Reduce

Description

Perform reduction operations on the highest dimension according to the calculation rules defined in ReduceOp. For example, the input is x[N, H, W, C], the value of axis is 0, after the reduction is out[1, H, W, C], here is take ReduceSum as an example to introduce.

ReduceOp Definition

template <typename Tx, typename Ty = Tx>
struct IdentityFunctor {
  HOSTDEVICE explicit inline IdentityFunctor(int n) {}

  HOSTDEVICE inline Ty operator()(const Tx& x) const {
    return static_cast<Ty>(x);
  }
};

template <typename Tx, typename Ty = Tx>
struct AddFunctor {
  inline Ty initial() { return static_cast<Ty>(0.0f); }

  __device__ __forceinline__ Ty operator()(const Ty &a, const Ty &b) const {
     return b + a;
  }
};

Kernel Description

Perform reduction operations on the highest dimension, merge the dimensions that do not need to be reduced, and divide H * W * C into blocks according to NX and blockDim.x. For blockIdx_1, if the number of data is less than blockDim.x * NX, set IsBoundary = true to avoid memory fetching out of bounds. Read data from global memory to registers, each thread reads 4 elements, there is no dependence on data between threads, and the final result is obtained by intra-thread protocol operation.

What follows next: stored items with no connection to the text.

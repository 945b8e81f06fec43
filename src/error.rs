//! Error taxonomy and its HTTP mapping.

use axum::{
    http::StatusCode,
    response::{IntoResponse, Response},
    Json,
};
use serde_json::json;
use thiserror::Error;

use crate::domain::value_objects::Quantity;

#[derive(Error, Debug)]
pub enum StoreError {
    #[error("duplicate {0}")]
    Duplicate(&'static str),

    #[error("quantity would overflow")]
    QuantityOverflow,

    #[error("corrupt record: {0}")]
    Corrupt(String),

    #[error("database error: {0}")]
    Database(#[from] sqlx::Error),
}

pub type StoreResult<T> = std::result::Result<T, StoreError>;

#[derive(Error, Debug)]
pub enum ApiError {
    #[error("Sweet not found")]
    NotFound,

    #[error("Access denied")]
    Unauthorized,

    #[error("Invalid token")]
    InvalidToken,

    #[error("Admin access required")]
    Forbidden,

    #[error("Invalid credentials")]
    InvalidCredentials,

    #[error("Insufficient stock. Only {available} left.")]
    InsufficientStock { available: Quantity },

    #[error("{0}")]
    Validation(String),

    /// Duplicate username. Reported to clients as a generic registration failure.
    #[error("Error registering user")]
    UsernameTaken,

    #[error("Error registering user")]
    Registration(String),

    #[error("Server error")]
    Server(String),

    #[error("Server error")]
    Store(#[from] StoreError),
}

pub type Result<T> = std::result::Result<T, ApiError>;

impl ApiError {
    pub fn status(&self) -> StatusCode {
        match self {
            Self::NotFound => StatusCode::NOT_FOUND,
            Self::Unauthorized | Self::InvalidCredentials => StatusCode::UNAUTHORIZED,
            Self::InvalidToken | Self::InsufficientStock { .. } | Self::Validation(_) => StatusCode::BAD_REQUEST,
            Self::Forbidden => StatusCode::FORBIDDEN,
            Self::UsernameTaken | Self::Registration(_) | Self::Server(_) | Self::Store(_) => {
                StatusCode::INTERNAL_SERVER_ERROR
            }
        }
    }
}

impl IntoResponse for ApiError {
    fn into_response(self) -> Response {
        let status = self.status();
        match &self {
            Self::Store(e) => tracing::error!(error = %e, "store failure"),
            Self::Server(e) | Self::Registration(e) => tracing::error!(error = %e, "request failed"),
            _ => {}
        }

        (status, Json(json!({ "error": self.to_string() }))).into_response()
    }
}
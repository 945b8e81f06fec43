//! Order Aggregate

use chrono::{DateTime, Utc};
use rust_decimal::Decimal;
use serde::{Deserialize, Serialize};
use uuid::Uuid;
use crate::domain::aggregates::Product;
use crate::domain::value_objects::{Price, Quantity};

/// A completed purchase. Item names and prices are snapshots taken at
/// purchase time; orders are never mutated after they are recorded.
#[derive(Clone, Debug, PartialEq, Eq, Serialize, Deserialize)]
#[serde(rename_all = "camelCase")]
pub struct Order {
    pub id: Uuid,
    pub user_id: Uuid,
    pub items: Vec<OrderItem>,
    pub total_amount: Decimal,
    pub created_at: DateTime<Utc>,
}

#[derive(Clone, Debug, PartialEq, Eq, Serialize, Deserialize)]
#[serde(rename_all = "camelCase")]
pub struct OrderItem { pub product_id: Uuid, pub name: String, pub quantity: Quantity, pub price: Price }

impl OrderItem {
    pub fn snapshot(product: &Product, quantity: Quantity) -> Self {
        Self { product_id: product.id, name: product.name.clone(), quantity, price: product.price }
    }
    pub fn line_total(&self) -> Decimal { self.price.multiply(self.quantity) }
}

impl Order {
    /// Single-line order for one purchase call.
    pub fn for_purchase(user_id: Uuid, product: &Product, quantity: Quantity) -> Self {
        let item = OrderItem::snapshot(product, quantity);
        Self { id: Uuid::now_v7(), user_id, total_amount: item.line_total(), items: vec![item], created_at: Utc::now() }
    }
}

#[cfg(test)]
mod tests {
    use super::*;
    use crate::domain::aggregates::NewProduct;

    fn lollipop() -> Product {
        Product::create(NewProduct { name: "Lollipop".into(), category: "Hard".into(), price: Price::new(Decimal::new(125, 2)).unwrap(), quantity: Quantity::new(10), image: None })
    }

    #[test]
    fn test_purchase_order_snapshots_price() {
        let mut product = lollipop();
        let order = Order::for_purchase(Uuid::new_v4(), &product, Quantity::new(4));
        product.price = Price::new(Decimal::new(999, 2)).unwrap();
        product.name = "Renamed".into();
        assert_eq!(order.total_amount, Decimal::new(500, 2));
        assert_eq!(order.items[0].name, "Lollipop");
        assert_eq!(order.items[0].price.amount(), Decimal::new(125, 2));
    }
    #[test]
    fn test_line_total_multiplies_snapshot_price() {
        let item = OrderItem::snapshot(&lollipop(), Quantity::new(3));
        assert_eq!(item.line_total(), Decimal::new(375, 2));
    }
}
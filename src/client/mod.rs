//! State a storefront client keeps between API calls.

pub mod cart;
pub mod session;

pub use cart::{Cart, CartError, CartItem, PurchaseLine};
pub use session::{Session, SessionError};
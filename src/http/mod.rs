//! HTTP surface: `/api/auth/*` and `/api/sweets/*`.

use axum::{
    routing::{get, post},
    Json, Router,
};
use tower_http::{cors::CorsLayer, trace::TraceLayer};

use crate::state::AppState;

pub mod extract;
pub mod handlers;
pub mod requests;

use handlers::*;

pub fn router(state: AppState) -> Router {
    let api = Router::new()
        .route("/auth/register", post(register))
        .route("/auth/login", post(login))
        .route("/sweets", get(list_sweets).post(create_sweet))
        .route("/sweets/search", get(search_sweets))
        .route("/sweets/admin/stats", get(admin_stats))
        .route("/sweets/:id", get(get_sweet).put(update_sweet).delete(delete_sweet))
        .route("/sweets/:id/purchase", post(purchase_sweet))
        .route("/sweets/:id/restock", post(restock_sweet));

    Router::new()
        .route("/", get(|| async { "API Running" }))
        .route("/health", get(|| async { Json(serde_json::json!({"status": "healthy", "service": "sweetshop"})) }))
        .nest("/api", api)
        .layer(TraceLayer::new_for_http())
        .layer(CorsLayer::permissive())
        .with_state(state)
}
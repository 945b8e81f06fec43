//! In-process backend. Each collection sits behind its own lock, so stock
//! changes for a product are serialized by the products lock.

use async_trait::async_trait;
use chrono::{DateTime, Utc};
use rust_decimal::Decimal;
use std::collections::HashMap;
use tokio::sync::RwLock;
use uuid::Uuid;

use super::{OrderStore, ProductStore, StockTake, UserStore};
use crate::domain::aggregates::{Order, Product, ProductFilter, ProductPatch, Role, User};
use crate::domain::value_objects::Quantity;
use crate::error::{StoreError, StoreResult};

#[derive(Default)]
pub struct MemoryStore {
    products: RwLock<Vec<Product>>,
    users: RwLock<Vec<User>>,
    orders: RwLock<Vec<Order>>,
}

#[async_trait]
impl ProductStore for MemoryStore {
    async fn list(&self) -> StoreResult<Vec<Product>> {
        Ok(self.products.read().await.clone())
    }

    async fn get(&self, id: Uuid) -> StoreResult<Option<Product>> {
        Ok(self.products.read().await.iter().find(|p| p.id == id).cloned())
    }

    async fn search(&self, filter: &ProductFilter) -> StoreResult<Vec<Product>> {
        Ok(self.products.read().await.iter().filter(|p| filter.matches(p)).cloned().collect())
    }

    async fn insert(&self, product: &Product) -> StoreResult<()> {
        self.products.write().await.push(product.clone());
        Ok(())
    }

    async fn update(&self, id: Uuid, patch: &ProductPatch) -> StoreResult<Option<Product>> {
        let mut products = self.products.write().await;
        Ok(products.iter_mut().find(|p| p.id == id).map(|p| {
            p.apply(patch);
            p.clone()
        }))
    }

    async fn delete(&self, id: Uuid) -> StoreResult<bool> {
        let mut products = self.products.write().await;
        let before = products.len();
        products.retain(|p| p.id != id);
        Ok(products.len() != before)
    }

    async fn take_stock(&self, id: Uuid, quantity: Quantity) -> StoreResult<StockTake> {
        let mut products = self.products.write().await;
        let Some(product) = products.iter_mut().find(|p| p.id == id) else {
            return Ok(StockTake::Missing);
        };
        match product.remove_inventory(quantity) {
            Ok(()) => Ok(StockTake::Taken(product.clone())),
            Err(_) => Ok(StockTake::Insufficient { available: product.quantity }),
        }
    }

    async fn add_stock(&self, id: Uuid, quantity: Quantity) -> StoreResult<Option<Product>> {
        let mut products = self.products.write().await;
        let Some(product) = products.iter_mut().find(|p| p.id == id) else {
            return Ok(None);
        };
        product.add_inventory(quantity).map_err(|_| StoreError::QuantityOverflow)?;
        Ok(Some(product.clone()))
    }

    async fn count(&self) -> StoreResult<u64> {
        Ok(self.products.read().await.len() as u64)
    }

    async fn low_stock(&self, threshold: Quantity, limit: usize) -> StoreResult<Vec<Product>> {
        let products = self.products.read().await;
        Ok(products.iter().filter(|p| p.is_low_stock(threshold)).take(limit).cloned().collect())
    }
}

#[async_trait]
impl UserStore for MemoryStore {
    async fn insert(&self, user: &User) -> StoreResult<()> {
        let mut users = self.users.write().await;
        if users.iter().any(|u| u.username == user.username) {
            return Err(StoreError::Duplicate("username"));
        }
        users.push(user.clone());
        Ok(())
    }

    async fn find_by_username(&self, username: &str) -> StoreResult<Option<User>> {
        Ok(self.users.read().await.iter().find(|u| u.username.as_str() == username).cloned())
    }

    async fn usernames(&self, ids: &[Uuid]) -> StoreResult<HashMap<Uuid, String>> {
        let users = self.users.read().await;
        Ok(users
            .iter()
            .filter(|u| ids.contains(&u.id))
            .map(|u| (u.id, u.username.to_string()))
            .collect())
    }

    async fn count_by_role(&self, role: Role) -> StoreResult<u64> {
        Ok(self.users.read().await.iter().filter(|u| u.role == role).count() as u64)
    }
}

#[async_trait]
impl OrderStore for MemoryStore {
    async fn append(&self, order: &Order) -> StoreResult<()> {
        self.orders.write().await.push(order.clone());
        Ok(())
    }

    async fn count(&self) -> StoreResult<u64> {
        Ok(self.orders.read().await.len() as u64)
    }

    async fn total_revenue(&self) -> StoreResult<Decimal> {
        Ok(self.orders.read().await.iter().map(|o| o.total_amount).sum())
    }

    async fn recent(&self, limit: usize) -> StoreResult<Vec<Order>> {
        // Reversed first so the stable sort keeps later appends ahead on ties.
        let mut orders: Vec<Order> = self.orders.read().await.iter().rev().cloned().collect();
        orders.sort_by(|a, b| b.created_at.cmp(&a.created_at));
        orders.truncate(limit);
        Ok(orders)
    }

    async fn count_since(&self, since: DateTime<Utc>) -> StoreResult<u64> {
        Ok(self.orders.read().await.iter().filter(|o| o.created_at >= since).count() as u64)
    }
}

#[cfg(test)]
mod tests {
    use super::*;
    use crate::domain::aggregates::NewProduct;
    use crate::domain::value_objects::{Price, Username};
    use std::sync::Arc;

    fn chocolate(qty: u32) -> Product {
        Product::create(NewProduct {
            name: "Chocolate".into(), category: "Choco".into(),
            price: Price::new(Decimal::new(10, 0)).unwrap(), quantity: Quantity::new(qty), image: None,
        })
    }

    #[tokio::test]
    async fn take_stock_never_goes_negative() {
        let store = MemoryStore::default();
        let p = chocolate(5);
        ProductStore::insert(&store, &p).await.unwrap();

        assert!(matches!(store.take_stock(p.id, Quantity::new(5)).await.unwrap(), StockTake::Taken(t) if t.quantity.is_zero()));
        assert_eq!(store.take_stock(p.id, Quantity::ONE).await.unwrap(), StockTake::Insufficient { available: Quantity::new(0) });
        assert_eq!(store.take_stock(Uuid::new_v4(), Quantity::ONE).await.unwrap(), StockTake::Missing);
    }

    #[tokio::test]
    async fn concurrent_takes_do_not_oversell() {
        let store = Arc::new(MemoryStore::default());
        let p = chocolate(7);
        ProductStore::insert(store.as_ref(), &p).await.unwrap();
        let id = p.id;

        let handles: Vec<_> = (0..20)
            .map(|_| {
                let store = store.clone();
                tokio::spawn(async move { store.take_stock(id, Quantity::ONE).await.unwrap() })
            })
            .collect();
        let mut taken = 0;
        for h in handles {
            if matches!(h.await.unwrap(), StockTake::Taken(_)) { taken += 1; }
        }
        assert_eq!(taken, 7);
        assert!(store.get(id).await.unwrap().unwrap().quantity.is_zero());
    }

    #[tokio::test]
    async fn add_stock_overflow_is_an_error() {
        let store = MemoryStore::default();
        let p = chocolate(u32::MAX);
        ProductStore::insert(&store, &p).await.unwrap();
        assert!(matches!(store.add_stock(p.id, Quantity::ONE).await, Err(StoreError::QuantityOverflow)));
        assert!(store.add_stock(Uuid::new_v4(), Quantity::ONE).await.unwrap().is_none());
    }

    #[tokio::test]
    async fn duplicate_usernames_are_rejected() {
        let store = MemoryStore::default();
        let alice = User::register(Username::new("alice").unwrap(), "h".into(), Role::User);
        let again = User::register(Username::new("alice").unwrap(), "h2".into(), Role::Admin);
        UserStore::insert(&store, &alice).await.unwrap();
        assert!(matches!(UserStore::insert(&store, &again).await, Err(StoreError::Duplicate("username"))));
        assert_eq!(store.count_by_role(Role::User).await.unwrap(), 1);
    }

    #[tokio::test]
    async fn delete_reports_missing_on_repeat() {
        let store = MemoryStore::default();
        let p = chocolate(1);
        ProductStore::insert(&store, &p).await.unwrap();
        assert!(store.delete(p.id).await.unwrap());
        assert!(!store.delete(p.id).await.unwrap());
    }
}
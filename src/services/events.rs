//! Fire-and-forget publication of domain events over NATS.

use crate::domain::events::DomainEvent;

#[derive(Clone, Default)]
pub struct EventBus {
    nats: Option<async_nats::Client>,
}

impl EventBus {
    pub fn nats(client: async_nats::Client) -> Self {
        Self { nats: Some(client) }
    }

    pub fn disabled() -> Self {
        Self { nats: None }
    }

    pub fn is_enabled(&self) -> bool {
        self.nats.is_some()
    }

    /// Never fails the caller; publish errors are only logged.
    pub async fn publish(&self, event: impl Into<DomainEvent>) {
        let Some(client) = &self.nats else { return };
        let event = event.into();
        let subject = event.subject();
        let payload = match serde_json::to_vec(&event) {
            Ok(p) => p,
            Err(e) => {
                tracing::warn!(subject, error = %e, "failed to encode event");
                return;
            }
        };
        if let Err(e) = client.publish(subject.to_string(), payload.into()).await {
            tracing::warn!(subject, error = %e, "failed to publish event");
        }
    }
}

#[cfg(test)]
mod tests {
    use super::*;
    use crate::domain::events::OrderEvent;
    use rust_decimal::Decimal;
    use uuid::Uuid;

    #[tokio::test]
    async fn disabled_bus_is_a_no_op() {
        let bus = EventBus::disabled();
        assert!(!bus.is_enabled());
        bus.publish(OrderEvent::Recorded { order_id: Uuid::new_v4(), user_id: Uuid::new_v4(), total: Decimal::ONE }).await;
    }

    #[test]
    fn events_encode_with_type_tag() {
        let event = DomainEvent::from(OrderEvent::Recorded { order_id: Uuid::nil(), user_id: Uuid::nil(), total: Decimal::new(5, 0) });
        let json = serde_json::to_value(&event).unwrap();
        assert_eq!(json["type"], "recorded");
        assert_eq!(event.subject(), "sweetshop.order.recorded");
    }
}
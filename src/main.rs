//! Sweet Shop - storefront API server

use anyhow::Result;
use sqlx::postgres::PgPoolOptions;
use tracing::{info, warn};
use tracing_subscriber::{layer::SubscriberExt, util::SubscriberInitExt};

use sweetshop::services::{EventBus, TokenKeys};
use sweetshop::{app, AppState, Config, Stores};

#[tokio::main]
async fn main() -> Result<()> {
    dotenvy::dotenv().ok();
    tracing_subscriber::registry()
        .with(tracing_subscriber::EnvFilter::try_from_default_env().unwrap_or_else(|_| "info".into()))
        .with(tracing_subscriber::fmt::layer())
        .init();

    let config = Config::from_env()?;

    let stores = match &config.database_url {
        Some(url) => {
            let db = PgPoolOptions::new().max_connections(config.database_max_connections).connect(url).await?;
            sqlx::migrate!("./migrations").run(&db).await?;
            info!("connected to postgres");
            Stores::postgres(db)
        }
        None => {
            warn!("DATABASE_URL not set, data is kept in memory only");
            Stores::memory()
        }
    };

    let events = match &config.nats_url {
        Some(url) => match async_nats::connect(url.as_str()).await {
            Ok(client) => EventBus::nats(client),
            Err(e) => {
                warn!(error = %e, "nats unavailable, events disabled");
                EventBus::disabled()
            }
        },
        None => EventBus::disabled(),
    };

    let state = AppState::new(stores, TokenKeys::new(&config.jwt_secret, config.jwt_ttl), events);
    if let Some((username, password)) = config.admin_seed() {
        state.accounts.ensure_admin(username, password).await?;
    }

    let addr = format!("0.0.0.0:{}", config.port);
    info!("sweetshop listening on {}", addr);
    axum::serve(tokio::net::TcpListener::bind(&addr).await?, app(state)).await?;
    Ok(())
}
//! Cart

use rust_decimal::Decimal;
use serde::Serialize;
use uuid::Uuid;

use crate::domain::aggregates::Product;
use crate::domain::value_objects::{Price, Quantity};

#[derive(Clone, Debug, PartialEq, Eq)]
pub struct CartItem {
    pub product_id: Uuid,
    pub name: String,
    pub unit_price: Price,
    pub quantity: Quantity,
    /// Stock seen when the item was last added.
    pub available: Quantity,
}

impl CartItem {
    pub fn line_total(&self) -> Decimal { self.unit_price.multiply(self.quantity) }
}

/// One `POST /api/sweets/:id/purchase` call issued at checkout.
#[derive(Clone, Copy, Debug, PartialEq, Eq, Serialize)]
pub struct PurchaseLine {
    #[serde(skip)]
    pub product_id: Uuid,
    pub quantity: Quantity,
}

impl PurchaseLine {
    pub fn path(&self) -> String { format!("/api/sweets/{}/purchase", self.product_id) }
}

#[derive(Clone, Debug, PartialEq, Eq)]
pub enum CartError {
    OutOfStock,
    StockLimit { available: Quantity },
    ItemNotFound,
}

impl std::error::Error for CartError {}
impl std::fmt::Display for CartError {
    fn fmt(&self, f: &mut std::fmt::Formatter<'_>) -> std::fmt::Result {
        match self {
            Self::OutOfStock => write!(f, "Out of stock"),
            Self::StockLimit { available } => write!(f, "Only {available} in stock"),
            Self::ItemNotFound => write!(f, "Item not found"),
        }
    }
}

#[derive(Clone, Debug, Default)]
pub struct Cart {
    items: Vec<CartItem>,
}

impl Cart {
    pub fn new() -> Self { Self::default() }

    pub fn items(&self) -> &[CartItem] { &self.items }
    pub fn item_count(&self) -> usize { self.items.len() }
    pub fn is_empty(&self) -> bool { self.items.is_empty() }

    pub fn unit_count(&self) -> u64 {
        self.items.iter().map(|i| u64::from(i.quantity.value())).sum()
    }

    /// Adds one unit of `product`. The cart never holds more than the stock
    /// reported by the product.
    pub fn add(&mut self, product: &Product) -> Result<Quantity, CartError> {
        if !product.is_in_stock() {
            return Err(CartError::OutOfStock);
        }
        let available = product.quantity;
        match self.items.iter_mut().find(|i| i.product_id == product.id) {
            Some(existing) => {
                let next = existing.quantity.add(Quantity::ONE).filter(|q| *q <= available);
                existing.available = available;
                existing.unit_price = product.price;
                existing.quantity = next.ok_or(CartError::StockLimit { available })?;
                Ok(existing.quantity)
            }
            None => {
                self.items.push(CartItem {
                    product_id: product.id, name: product.name.clone(),
                    unit_price: product.price, quantity: Quantity::ONE, available,
                });
                Ok(Quantity::ONE)
            }
        }
    }

    pub fn remove(&mut self, product_id: Uuid) -> Result<(), CartError> {
        let before = self.items.len();
        self.items.retain(|i| i.product_id != product_id);
        if self.items.len() == before { return Err(CartError::ItemNotFound); }
        Ok(())
    }

    pub fn clear(&mut self) { self.items.clear(); }

    pub fn total_price(&self) -> Decimal {
        self.items.iter().map(CartItem::line_total).sum()
    }

    pub fn purchase_lines(&self) -> Vec<PurchaseLine> {
        self.items.iter().map(|i| PurchaseLine { product_id: i.product_id, quantity: i.quantity }).collect()
    }
}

Write data from the register to the global memory.

The data processing process of ReduceSum is as follows:
Reduce

Code

template <typename Tx, typename Ty, typename MPType, typename ReduceOp, typename TransformOp, bool IsBoundary = false>
__device__ void HigherDimImpl(const Tx* x, Ty* y, ReduceOp reducer,
                             TransformOp transform, MPType init,
                             int reduce_num, int left_num,
                             int block_num) {

  const int NY = 2;
  int idx = blockIdx.x * blockDim.x;
  int idy = blockIdx.y * block_num; // block_offset of rows
  Tx reduce_input[NY];
  MPType reduce_compute[NY];
  MPType result = init;

  int block_offset = idy * left_num + idx + blockIdx.z * reduce_num * left_num; // the offset of this block
  int store_offset = blockIdx.y * left_num + blockIdx.z * gridDim.y * left_num + idx;

  const Tx* input = x + block_offset;

  // how many columns left
  int num = left_num - idx;

  // how many rows have to be reduced
  int loop = reduce_num - idy;
  loop = loop > block_num ? block_size : loop;

  for (int loop_index = 0; loop_index < loop; loop_index += NY) {
    kps::ReadData<Tx, Tx, 1, NY, 1, IsBoundary>(&reduce_input[0], input + loop_index * left_num, num, NY, 1, left_num);
    kps::ElementwiseUnary<Tx, MPType, REDUCE_VEC_num, 1, 1, TransformOp>(&reduce_compute[0], &reduce_input[0], transform);
    kps::Reduce<MPType, NY, 1, 1, ReduceOp, kps::details::ReduceMode::kLocalMode>( &result, &reduce_compute[0], reducer, false);
  }

  Ty temp_data = static_cast<Ty>(result);
  kps::WriteData<Ty, 1, 1, 1, IsBoundary>(y + store_offset, &temp_data, num);
}

template <typename Tx, typename Ty, typename MPType, typename ReduceOp, typename TransformOp>
__global__ void ReduceHigherDimKernel(const Tx* x, Ty* y, ReduceOp reducer,
                                      TransformOp transform, MPType init,
                                      int reduce_num, int left_num,
                                      int blocking_num) {

  // get the remaining data of this kernel
  int num = left_num - blockIdx.x * blockDim.x;

  if (num >= blockDim.x) {

    // The remaining data is larger than blockdim.x
    HigherDimImpl<Tx, Ty, MPType, AddFunctor<Tx, Ty>, IdentityFunctor<Tx, Ty>, false>(
        x, y, AddFunctor<Tx, Ty>(), IdentityFunctor<Tx, Ty>(), init, reduce_num, left_num, blocking_num);

  } else {

    // The remaining data is smaller than blockdim.x, IsBounary must be true
    HigherDimImpl<Tx, Ty, MPType, AddFunctor<Tx, Ty>, IdentityFunctor<Tx, Ty>, true>(
        x, y, AddFunctor<Tx, Ty>(), IdentityFunctor<Tx, Ty>(), init, reduce_num, left_num, blocking_num);

  }
}